■ **PROMPT**:
Return only the final portion of the entries: the line with "let mut stmt" and every line after it, each one exact.

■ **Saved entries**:
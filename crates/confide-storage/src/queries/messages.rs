// SPDX-FileCopyrightText: 2026 Confide Contributors
// SPDX-License-Identifier: MIT OR Apache-2.0

//! Message append and retrieval. There is no update or per-message delete.

use std::str::FromStr;

use confide_core::ConfideError;
use rusqlite::params;

use crate::database::Database;
use crate::models::{ConversationId, Message, Sender};

/// Insert a message into the log.
pub async fn insert_message(db: &Database, message: &Message) -> Result<(), ConfideError> {
    let msg = message.clone();
    db.connection()
        .call(move |conn| {
            conn.execute(
                "INSERT INTO message (id, conversation_id, sender, content, created_at)
                 VALUES (?1, ?2, ?3, ?4, ?5)",
                params![
                    msg.id,
                    msg.conversation_id.0,
                    msg.sender.to_string(),
                    msg.content,
                    msg.created_at,
                ],
            )?;
            Ok(())
        })
        .await
        .map_err(crate::database::map_tr_err)
}

/// Get a conversation's messages, oldest first.
pub async fn get_messages(
    db: &Database,
    conversation_id: &ConversationId,
) -> Result<Vec<Message>, ConfideError> {
    let conversation_id = conversation_id.0.clone();
    db.connection()
        .call(move |conn| {
            let mut stmt = conn.prepare(
                "SELECT id, conversation_id, sender, content, created_at
                 FROM message WHERE conversation_id = ?1
                 ORDER BY created_at ASC, rowid ASC",
            )?;
            let rows = stmt.query_map(params![conversation_id], |row| {
                let sender: String = row.get(2)?;
                let sender = Sender::from_str(&sender).map_err(|e| {
                    rusqlite::Error::FromSqlConversionFailure(
                        2,
                        rusqlite::types::Type::Text,
                        Box::new(e),
                    )
                })?;
                Ok(Message {
                    id: row.get(0)?,
                    conversation_id: ConversationId(row.get(1)?),
                    sender,
                    content: row.get(3)?,
                    created_at: row.get(4)?,
                })
            })?;
            rows.collect::<Result<Vec<_>, _>>()
        })
        .await
        .map_err(crate::database::map_tr_err)
}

■ **RESPONSE BELOW**:
            let mut stmt = conn.prepare(
                "SELECT id, conversation_id, sender, content, created_at
                 FROM message WHERE conversation_id = ?1
                 ORDER BY created_at ASC, rowid ASC",
            )?;
            let rows = stmt.query_map(params![conversation_id], |row| {
                let sender: String = row.get(2)?;
                let sender = Sender::from_str(&sender).map_err(|e| {
                    rusqlite::Error::FromSqlConversionFailure(
                        2,
                        rusqlite::types::Type::Text,
                        Box::new(e),
                    )
                })?;
                Ok(Message {
                    id: row.get(0)?,
                    conversation_id: ConversationId(row.get(1)?),
                    sender,
                    content: row.get(3)?,
                    created_at: row.get(4)?,
                })
            })?;
            rows.collect::<Result<Vec<_>, _>>()
        })
        .await
        .map_err(crate::database::map_tr_err)
}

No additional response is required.